Characteristics of 244 patients with keratoconus seen in an optometric contact lens practice
Article first published online: 20 DEC 2012
© 2012 The Authors. Clinical and Experimental Optometry © 2012 Optometrists Association Australia
Clinical and Experimental Optometry
Special Keratoconus issue co-ordinated by Richard Lindsay
Volume 96, Issue 2, pages 219–224, March 2013
How to Cite
Shneor, E., Millodot, M., Blumberg, S., Ortenberg, I., Behrman, S. and Gordon-Shaag, A. (2013), Characteristics of 244 patients with keratoconus seen in an optometric contact lens practice. Clinical and Experimental Optometry, 96: 219–224. doi: 10.1111/cxo.12005
- Issue published online: 18 MAR 2013
- Article first published online: 20 DEC 2012
- Manuscript Accepted: 21 AUG 2012
- Manuscript Revised: 7 AUG 2012
- Manuscript Received: 26 JUN 2012
- eye rubbing;
- family history;
The purpose of this study was to describe the characteristics of keratoconic patients seen in a specialised contact lens practice from a general population with a high prevalence of the disease.

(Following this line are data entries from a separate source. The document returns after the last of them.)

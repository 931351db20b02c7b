//! Access-policy document for the GitOps control-plane
//!
//! The control-plane reads a line-oriented CSV grammar:
//!
//! ```text
//! p, <role>, <resource>, <action>, <scope>, allow
//! g, <subject>, <role>
//! ```
//!
//! Lines are evaluated in order and duplicates are not collapsed, so a
//! document is an ordered list and rendering preserves that order.

use std::fmt;
use std::str::FromStr;

use thiserror::Error;
use workshop_common::tenant::Tenant;

/// In-cluster API endpoint the control-plane deploys to
pub const IN_CLUSTER_SERVER: &str = "https://kubernetes.default.svc";

/// Lines emitted per tenant by [`tenant_policy`]
pub const LINES_PER_TENANT: usize = 5;

/// Errors parsing a policy line
#[derive(Debug, Error, PartialEq, Eq)]
pub enum PolicyParseError {
    /// Line does not start with `p` or `g`
    #[error("unknown line type '{0}'")]
    UnknownType(String),
    /// Wrong number of comma-separated fields
    #[error("expected {expected} fields, found {found}")]
    FieldCount {
        /// Required field count
        expected: usize,
        /// Actual field count
        found: usize,
    },
    /// Permission line with an effect other than `allow`
    #[error("unsupported effect '{0}'")]
    Effect(String),
    /// A field is empty
    #[error("empty field at position {0}")]
    EmptyField(usize),
}

/// One line of the policy document
#[derive(Clone, Debug, PartialEq, Eq)]
pub enum PolicyLine {
    /// `p, role, resource, action, scope, allow`
    Permission {
        /// Role the permission is granted to
        role: String,
        /// Resource type (applications, clusters, projects, repositories)
        resource: String,
        /// Action (`*`, `get`, ...)
        action: String,
        /// Object the permission applies to
        scope: String,
    },
    /// `g, subject, role`
    Grant {
        /// User or group
        subject: String,
        /// Role assigned
        role: String,
    },
}

impl PolicyLine {
    /// Build a permission line
    pub fn allow(
        role: impl Into<String>,
        resource: impl Into<String>,
        action: impl Into<String>,
        scope: impl Into<String>,
    ) -> Self {
        Self::Permission {
            role: role.into(),
            resource: resource.into(),
            action: action.into(),
            scope: scope.into(),
        }
    }

    /// Build a grant line
    pub fn grant(subject: impl Into<String>, role: impl Into<String>) -> Self {
        Self::Grant {
            subject: subject.into(),
            role: role.into(),
        }
    }
}

impl fmt::Display for PolicyLine {
    fn fmt(&self, f: &mut fmt::Formatter<'_>) -> fmt::Result {
        match self {
            Self::Permission {
                role,
                resource,
                action,
                scope,
            } => write!(f, "p, {role}, {resource}, {action}, {scope}, allow"),
            Self::Grant { subject, role } => write!(f, "g, {subject}, {role}"),
        }
    }
}

impl FromStr for PolicyLine {
    type Err = PolicyParseError;

    fn from_str(s: &str) -> Result<Self, Self::Err> {
        let fields: Vec<&str> = s.split(',').map(str::trim).collect();
        if let Some(pos) = fields.iter().position(|f| f.is_empty()) {
            return Err(PolicyParseError::EmptyField(pos));
        }
        let expect = |n: usize| {
            if fields.len() == n {
                Ok(())
            } else {
                Err(PolicyParseError::FieldCount {
                    expected: n,
                    found: fields.len(),
                })
            }
        };
        match fields[0] {
            "p" => {
                expect(6)?;
                if fields[5] != "allow" {
                    return Err(PolicyParseError::Effect(fields[5].to_string()));
                }
                Ok(Self::allow(fields[1], fields[2], fields[3], fields[4]))
            }
            "g" => {
                expect(3)?;
                Ok(Self::grant(fields[1], fields[2]))
            }
            other => Err(PolicyParseError::UnknownType(other.to_string())),
        }
    }
}

/// Ordered policy document
#[derive(Clone, Debug, Default, PartialEq, Eq)]
pub struct PolicyDocument {
    lines: Vec<PolicyLine>,
}

impl PolicyDocument {
    /// Empty document
    pub fn new() -> Self {
        Self::default()
    }

    /// Append lines, preserving their order
    pub fn extend(&mut self, lines: impl IntoIterator<Item = PolicyLine>) {
        self.lines.extend(lines);
    }

    /// Lines in evaluation order
    pub fn lines(&self) -> &[PolicyLine] {
        &self.lines
    }

    /// Number of lines
    pub fn len(&self) -> usize {
        self.lines.len()
    }

    /// Whether the document has no lines
    pub fn is_empty(&self) -> bool {
        self.lines.is_empty()
    }

    /// Render as text, one newline-terminated line per entry
    pub fn render(&self) -> String {
        self.to_string()
    }
}

impl fmt::Display for PolicyDocument {
    fn fmt(&self, f: &mut fmt::Formatter<'_>) -> fmt::Result {
        for line in &self.lines {
            writeln!(f, "{line}")?;
        }
        Ok(())
    }
}

impl FromStr for PolicyDocument {
    type Err = PolicyParseError;

    fn from_str(s: &str) -> Result<Self, Self::Err> {
        let lines = s
            .lines()
            .filter(|l| !l.trim().is_empty())
            .map(str::parse)
            .collect::<Result<Vec<_>, _>>()?;
        Ok(Self { lines })
    }
}

/// Role name of a tenant
pub fn tenant_role(tenant: &Tenant) -> String {
    format!("role:{}", tenant.username)
}

/// The policy fragment of one tenant: four permissions and one grant
pub fn tenant_policy(tenant: &Tenant, git_server: &str) -> [PolicyLine; LINES_PER_TENANT] {
    let role = tenant_role(tenant);
    [
        PolicyLine::allow(
            &role,
            "applications",
            "*",
            format!("{}/*", tenant.namespace),
        ),
        PolicyLine::allow(&role, "clusters", "get", IN_CLUSTER_SERVER),
        PolicyLine::allow(&role, "projects", "*", &tenant.namespace),
        PolicyLine::allow(&role, "repositories", "*", tenant.repository(git_server)),
        PolicyLine::grant(&tenant.username, &role),
    ]
}
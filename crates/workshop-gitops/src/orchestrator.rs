//! GitOps reconciliation orchestrator
//!
//! Runs the control-plane sequence for one Workshop:
//!
//! 1. Subscription for the GitOps operator (and install-plan approval when a
//!    version is pinned)
//! 2. Wait for the operator deployment
//! 3. Shared `argocd` namespace
//! 4. Tenant loop (namespace, AppProject, Role, RoleBinding per tenant)
//! 5. Aggregate secret and configmap
//! 6. Control-plane instance carrying the full policy document
//! 7. Wait for the control-plane server
//! 8. Default cluster-scope record for the tenant namespaces
//!
//! A waiting step ends the pass; later steps assume earlier ones converged.

use std::sync::Arc;

use serde_json::json;
use tracing::{debug, info, instrument};

use workshop_common::converge::ConvergenceDriver;
use workshop_common::credentials::CredentialHasher;
use workshop_common::crd::WorkshopSpec;
use workshop_common::labels::LabelSet;
use workshop_common::readiness::ReadinessGate;
use workshop_common::resource::{ResourceKind, ResourceRecord};
use workshop_common::store::ResourceStore;
use workshop_common::{proceed, Error, Progress, Result, ARGOCD_NAMESPACE, OPERATORS_NAMESPACE};

use crate::desired::{
    argocd_cm, argocd_instance, argocd_secret, argocd_server_handle, default_cluster_config,
    gitops_operator_handle, namespace, subscription,
};
use crate::tenants::provision_tenants;

/// Reconciles the shared GitOps control-plane and tenant projects
pub struct GitOpsReconciler {
    driver: ConvergenceDriver,
    gate: ReadinessGate,
    hasher: Arc<dyn CredentialHasher>,
}

impl GitOpsReconciler {
    /// Create a reconciler over the given store
    pub fn new(store: Arc<dyn ResourceStore>, hasher: Arc<dyn CredentialHasher>) -> Self {
        Self {
            driver: ConvergenceDriver::new(store.clone()),
            gate: ReadinessGate::new(store),
            hasher,
        }
    }

    /// Run the full control-plane sequence once
    #[instrument(skip(self, spec), fields(tenants = spec.users.count))]
    pub async fn reconcile_gitops_stack(&self, spec: &WorkshopSpec) -> Result<Progress> {
        if !spec.gitops.enabled {
            debug!("gitops disabled, skipping");
            return Ok(Progress::Done);
        }

        self.driver.apply(&subscription(spec)).await?;
        proceed!(self.approve_install_plan(spec).await?);
        proceed!(self.gate.require(&gitops_operator_handle()).await?);

        self.driver
            .apply(&namespace(ARGOCD_NAMESPACE, &LabelSet::gitops()))
            .await?;

        let aggregate = provision_tenants(spec, &self.driver, self.hasher.as_ref()).await?;

        self.driver.apply(&argocd_secret(&aggregate)).await?;
        self.driver.apply(&argocd_cm(&aggregate)).await?;
        self.driver.apply(&argocd_instance(&aggregate)).await?;

        proceed!(self.gate.require(&argocd_server_handle()).await?);

        self.driver
            .apply(&default_cluster_config(&aggregate))
            .await?;

        info!(
            namespaces = %aggregate.namespace_list(),
            "gitops stack converged"
        );
        Ok(Progress::Done)
    }

    /// Approve the install plan of a pinned ClusterServiceVersion.
    ///
    /// Without a pin the subscription approves automatically. With one, the
    /// pass waits until OLM has created a plan listing the version.
    async fn approve_install_plan(&self, spec: &WorkshopSpec) -> Result<Progress> {
        let Some(csv) = spec.gitops.cluster_service_version.as_deref() else {
            return Ok(Progress::Done);
        };

        let plans = self
            .driver
            .store()
            .list(ResourceKind::InstallPlan, Some(OPERATORS_NAMESPACE.to_string()))
            .await
            .map_err(|e| Error::store(ResourceKind::InstallPlan, csv, e))?;

        let Some(plan) = plans.iter().find(|p| lists_csv(p, csv)) else {
            info!(csv, "waiting for subscription to create install plan");
            return Ok(Progress::waiting(format!("no install plan for {csv} yet")));
        };

        if plan.field("/spec/approved").and_then(|v| v.as_bool()) == Some(true) {
            return Ok(Progress::Done);
        }

        let reference = plan.reference();
        self.driver
            .store()
            .patch_merge(&reference, &json!({ "spec": { "approved": true } }))
            .await
            .map_err(|e| Error::store(ResourceKind::InstallPlan, plan.name(), e))?;
        info!(csv, plan = %plan.name(), "approved install plan");
        Ok(Progress::Done)
    }
}

fn lists_csv(plan: &ResourceRecord, csv: &str) -> bool {
    plan.field("/spec/clusterServiceVersionNames")
        .and_then(|v| v.as_array())
        .is_some_and(|names| names.iter().any(|n| n.as_str() == Some(csv)))
}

Patients attending a contact lens practice for management of keratoconus were asked to complete a questionnaire. Data were collected on demographic characteristics, general health, family history, eye rubbing, allergy, asthma, eczema, education level, history of keratoplasty and smoking.
Two hundred and forty-four patients completed the questionnaire. There was a male bias (54.5 per cent). The majority of the patients (78.7 per cent) wore contact lenses, of whom 67.7 per cent wore hard, 13 per cent soft and 4.2 per cent scleral contact lenses. Some of the patients (21.3 per cent) had undergone corneal graft surgery. Eighteen per cent had an associated systemic disease, the most common of which was type 2 diabetes, although this disease was less prevalent, but not significantly, in the keratoconic sample than in the general population (p = 0.19). The prevalence of eye rubbing (65.6 per cent) was similar to other studies. Compared to the general population, asthma (13.2 per cent) was slightly, but not significantly, less prevalent (p = 0.17), eczema (6.6 per cent) was significantly less (p < 0.001) and allergy (34.4 per cent) was more prevalent (p < 0.001). A high proportion of patients reported a family history of the disease (27.9 per cent) and most were better educated than the general population.
The results of this survey concur with those of other studies with regard to most known characteristics of keratoconus; however, the proportion of asthma and eczema tended to be less than in other surveys and may be linked to the environmental influence of a hot and sunny country. The high prevalence of positive family history of the disease in this cohort suggests a genetic influence.